- **Instructions for the task**
All of the data must be retyped exactly, with nothing left out.

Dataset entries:
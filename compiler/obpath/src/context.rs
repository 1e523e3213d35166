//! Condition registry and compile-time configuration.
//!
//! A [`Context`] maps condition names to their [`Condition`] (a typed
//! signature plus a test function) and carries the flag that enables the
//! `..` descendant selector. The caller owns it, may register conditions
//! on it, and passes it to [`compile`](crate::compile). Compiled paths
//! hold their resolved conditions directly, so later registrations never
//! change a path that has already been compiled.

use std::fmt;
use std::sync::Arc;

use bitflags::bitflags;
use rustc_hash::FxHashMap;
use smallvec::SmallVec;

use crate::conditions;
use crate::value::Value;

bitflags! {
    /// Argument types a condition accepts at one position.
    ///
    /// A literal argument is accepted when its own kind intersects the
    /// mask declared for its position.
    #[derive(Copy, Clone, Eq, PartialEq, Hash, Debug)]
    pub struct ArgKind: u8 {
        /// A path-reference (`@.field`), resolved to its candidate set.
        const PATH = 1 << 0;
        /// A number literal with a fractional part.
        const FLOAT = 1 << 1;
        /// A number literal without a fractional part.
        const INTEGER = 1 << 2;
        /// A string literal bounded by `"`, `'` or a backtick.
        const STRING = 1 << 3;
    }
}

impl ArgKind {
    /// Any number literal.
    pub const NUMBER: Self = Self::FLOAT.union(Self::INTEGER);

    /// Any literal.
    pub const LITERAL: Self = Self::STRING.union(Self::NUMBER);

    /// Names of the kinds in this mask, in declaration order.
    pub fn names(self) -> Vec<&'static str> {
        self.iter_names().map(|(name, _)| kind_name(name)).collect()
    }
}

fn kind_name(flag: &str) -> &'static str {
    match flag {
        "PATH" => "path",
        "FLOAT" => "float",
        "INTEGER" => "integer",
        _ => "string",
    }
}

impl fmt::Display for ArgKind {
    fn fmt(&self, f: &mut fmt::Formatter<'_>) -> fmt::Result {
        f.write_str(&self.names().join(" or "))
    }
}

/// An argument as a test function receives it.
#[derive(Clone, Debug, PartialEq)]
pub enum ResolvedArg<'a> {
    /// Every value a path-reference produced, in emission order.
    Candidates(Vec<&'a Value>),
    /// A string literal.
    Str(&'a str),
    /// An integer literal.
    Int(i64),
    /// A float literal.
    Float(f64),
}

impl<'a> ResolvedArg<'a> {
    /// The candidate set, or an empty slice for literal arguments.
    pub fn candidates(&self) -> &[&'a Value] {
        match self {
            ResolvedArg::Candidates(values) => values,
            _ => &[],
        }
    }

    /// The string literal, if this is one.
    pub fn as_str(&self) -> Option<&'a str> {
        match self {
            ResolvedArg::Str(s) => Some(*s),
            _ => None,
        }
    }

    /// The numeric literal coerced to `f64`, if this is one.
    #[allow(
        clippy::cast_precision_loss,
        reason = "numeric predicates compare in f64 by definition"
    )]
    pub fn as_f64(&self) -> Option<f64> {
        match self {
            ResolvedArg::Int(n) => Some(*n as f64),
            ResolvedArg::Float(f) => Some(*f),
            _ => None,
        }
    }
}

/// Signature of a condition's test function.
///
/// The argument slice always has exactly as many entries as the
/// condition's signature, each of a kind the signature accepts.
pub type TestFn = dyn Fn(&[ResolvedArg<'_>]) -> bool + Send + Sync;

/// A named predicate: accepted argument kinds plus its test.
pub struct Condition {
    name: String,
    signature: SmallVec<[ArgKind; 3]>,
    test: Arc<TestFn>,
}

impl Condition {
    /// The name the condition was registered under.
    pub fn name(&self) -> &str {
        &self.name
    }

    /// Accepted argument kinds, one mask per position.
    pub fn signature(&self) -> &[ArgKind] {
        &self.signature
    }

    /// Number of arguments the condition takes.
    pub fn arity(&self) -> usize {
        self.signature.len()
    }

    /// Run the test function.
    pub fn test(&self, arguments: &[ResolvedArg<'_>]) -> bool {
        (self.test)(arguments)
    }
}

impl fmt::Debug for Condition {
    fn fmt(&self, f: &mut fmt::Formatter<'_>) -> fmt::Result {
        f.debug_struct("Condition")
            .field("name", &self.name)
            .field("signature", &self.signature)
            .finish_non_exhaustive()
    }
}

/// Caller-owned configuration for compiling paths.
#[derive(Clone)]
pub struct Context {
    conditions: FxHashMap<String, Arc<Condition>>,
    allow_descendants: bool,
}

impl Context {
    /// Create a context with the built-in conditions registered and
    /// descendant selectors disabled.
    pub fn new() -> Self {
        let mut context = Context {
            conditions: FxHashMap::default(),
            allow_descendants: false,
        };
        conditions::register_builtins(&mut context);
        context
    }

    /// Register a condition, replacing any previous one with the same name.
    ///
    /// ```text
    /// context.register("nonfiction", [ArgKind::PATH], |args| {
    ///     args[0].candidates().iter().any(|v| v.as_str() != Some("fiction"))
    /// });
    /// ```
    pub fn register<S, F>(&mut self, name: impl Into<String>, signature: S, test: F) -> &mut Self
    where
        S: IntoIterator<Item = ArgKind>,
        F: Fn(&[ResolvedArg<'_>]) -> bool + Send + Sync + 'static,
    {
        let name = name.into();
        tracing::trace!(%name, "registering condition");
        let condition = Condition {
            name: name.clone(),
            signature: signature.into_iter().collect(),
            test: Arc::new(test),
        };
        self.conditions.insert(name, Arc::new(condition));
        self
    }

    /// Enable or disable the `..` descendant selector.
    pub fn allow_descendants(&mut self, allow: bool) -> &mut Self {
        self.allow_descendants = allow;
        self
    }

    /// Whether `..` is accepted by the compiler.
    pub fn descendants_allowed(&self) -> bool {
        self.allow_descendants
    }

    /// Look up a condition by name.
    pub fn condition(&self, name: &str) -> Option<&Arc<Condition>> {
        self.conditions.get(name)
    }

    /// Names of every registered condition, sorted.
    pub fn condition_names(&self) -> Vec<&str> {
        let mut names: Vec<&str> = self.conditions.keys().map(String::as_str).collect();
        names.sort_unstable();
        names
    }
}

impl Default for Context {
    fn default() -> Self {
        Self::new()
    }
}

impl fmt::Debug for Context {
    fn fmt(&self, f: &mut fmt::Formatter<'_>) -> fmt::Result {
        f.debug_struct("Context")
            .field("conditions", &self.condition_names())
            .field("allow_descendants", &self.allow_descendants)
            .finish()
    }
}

- **Solution**
filename compiler/obpath/src/context.rs
repository 1e523e3213d35166
//! Condition registry and compile-time configuration.
//!
//! A [`Context`] maps condition names to their [`Condition`] (a typed
//! signature plus a test function) and carries the flag that enables the
//! `..` descendant selector. The caller owns it, may register conditions
//! on it, and passes it to [`compile`](crate::compile). Compiled paths
//! hold their resolved conditions directly, so later registrations never
//! change a path that has already been compiled.

use std::fmt;
use std::sync::Arc;

use bitflags::bitflags;
use rustc_hash::FxHashMap;
use smallvec::SmallVec;

use crate::conditions;
use crate::value::Value;

bitflags! {
    /// Argument types a condition accepts at one position.
    ///
    /// A literal argument is accepted when its own kind intersects the
    /// mask declared for its position.
    #[derive(Copy, Clone, Eq, PartialEq, Hash, Debug)]
    pub struct ArgKind: u8 {
        /// A path-reference (`@.field`), resolved to its candidate set.
        const PATH = 1 << 0;
        /// A number literal with a fractional part.
        const FLOAT = 1 << 1;
        /// A number literal without a fractional part.
        const INTEGER = 1 << 2;
        /// A string literal bounded by `"`, `'` or a backtick.
        const STRING = 1 << 3;
    }
}

impl ArgKind {
    /// Any number literal.
    pub const NUMBER: Self = Self::FLOAT.union(Self::INTEGER);

    /// Any literal.
    pub const LITERAL: Self = Self::STRING.union(Self::NUMBER);

    /// Names of the kinds in this mask, in declaration order.
    pub fn names(self) -> Vec<&'static str> {
        self.iter_names().map(|(name, _)| kind_name(name)).collect()
    }
}

fn kind_name(flag: &str) -> &'static str {
    match flag {
        "PATH" => "path",
        "FLOAT" => "float",
        "INTEGER" => "integer",
        _ => "string",
    }
}

impl fmt::Display for ArgKind {
    fn fmt(&self, f: &mut fmt::Formatter<'_>) -> fmt::Result {
        f.write_str(&self.names().join(" or "))
    }
}

/// An argument as a test function receives it.
#[derive(Clone, Debug, PartialEq)]
pub enum ResolvedArg<'a> {
    /// Every value a path-reference produced, in emission order.
    Candidates(Vec<&'a Value>),
    /// A string literal.
    Str(&'a str),
    /// An integer literal.
    Int(i64),
    /// A float literal.
    Float(f64),
}

impl<'a> ResolvedArg<'a> {
    /// The candidate set, or an empty slice for literal arguments.
    pub fn candidates(&self) -> &[&'a Value] {
        match self {
            ResolvedArg::Candidates(values) => values,
            _ => &[],
        }
    }

    /// The string literal, if this is one.
    pub fn as_str(&self) -> Option<&'a str> {
        match self {
            ResolvedArg::Str(s) => Some(*s),
            _ => None,
        }
    }

    /// The numeric literal coerced to `f64`, if this is one.
    #[allow(
        clippy::cast_precision_loss,
        reason = "numeric predicates compare in f64 by definition"
    )]
    pub fn as_f64(&self) -> Option<f64> {
        match self {
            ResolvedArg::Int(n) => Some(*n as f64),
            ResolvedArg::Float(f) => Some(*f),
            _ => None,
        }
    }
}

/// Signature of a condition's test function.
///
/// The argument slice always has exactly as many entries as the
/// condition's signature, each of a kind the signature accepts.
pub type TestFn = dyn Fn(&[ResolvedArg<'_>]) -> bool + Send + Sync;

/// A named predicate: accepted argument kinds plus its test.
pub struct Condition {
    name: String,
    signature: SmallVec<[ArgKind; 3]>,
    test: Arc<TestFn>,
}

impl Condition {
    /// The name the condition was registered under.
    pub fn name(&self) -> &str {
        &self.name
    }

    /// Accepted argument kinds, one mask per position.
    pub fn signature(&self) -> &[ArgKind] {
        &self.signature
    }

    /// Number of arguments the condition takes.
    pub fn arity(&self) -> usize {
        self.signature.len()
    }

    /// Run the test function.
    pub fn test(&self, arguments: &[ResolvedArg<'_>]) -> bool {
        (self.test)(arguments)
    }
}

impl fmt::Debug for Condition {
    fn fmt(&self, f: &mut fmt::Formatter<'_>) -> fmt::Result {
        f.debug_struct("Condition")
            .field("name", &self.name)
            .field("signature", &self.signature)
            .finish_non_exhaustive()
    }
}

/// Caller-owned configuration for compiling paths.
#[derive(Clone)]
pub struct Context {
    conditions: FxHashMap<String, Arc<Condition>>,
    allow_descendants: bool,
}

impl Context {
    /// Create a context with the built-in conditions registered and
    /// descendant selectors disabled.
    pub fn new() -> Self {
        let mut context = Context {
            conditions: FxHashMap::default(),
            allow_descendants: false,
        };
        conditions::register_builtins(&mut context);
        context
    }

    /// Register a condition, replacing any previous one with the same name.
    ///
    /// ```text
    /// context.register("nonfiction", [ArgKind::PATH], |args| {
    ///     args[0].candidates().iter().any(|v| v.as_str() != Some("fiction"))
    /// });
    /// ```
    pub fn register<S, F>(&mut self, name: impl Into<String>, signature: S, test: F) -> &mut Self
    where
        S: IntoIterator<Item = ArgKind>,
        F: Fn(&[ResolvedArg<'_>]) -> bool + Send + Sync + 'static,
    {
        let name = name.into();
        tracing::trace!(%name, "registering condition");
        let condition = Condition {
            name: name.clone(),
            signature: signature.into_iter().collect(),
            test: Arc::new(test),
        };
        self.conditions.insert(name, Arc::new(condition));
        self
    }

    /// Enable or disable the `..` descendant selector.
    pub fn allow_descendants(&mut self, allow: bool) -> &mut Self {
        self.allow_descendants = allow;
        self
    }

    /// Whether `..` is accepted by the compiler.
    pub fn descendants_allowed(&self) -> bool {
        self.allow_descendants
    }

    /// Look up a condition by name.
    pub fn condition(&self, name: &str) -> Option<&Arc<Condition>> {
        self.conditions.get(name)
    }

    /// Names of every registered condition, sorted.
    pub fn condition_names(&self) -> Vec<&str> {
        let mut names: Vec<&str> = self.conditions.keys().map(String::as_str).collect();
        names.sort_unstable();
        names
    }
}

impl Default for Context {
    fn default() -> Self {
        Self::new()
    }
}

impl fmt::Debug for Context {
    fn fmt(&self, f: &mut fmt::Formatter<'_>) -> fmt::Result {
        f.debug_struct("Context")
            .field("conditions", &self.condition_names())
            .field("allow_descendants", &self.allow_descendants)
            .finish()
    }
}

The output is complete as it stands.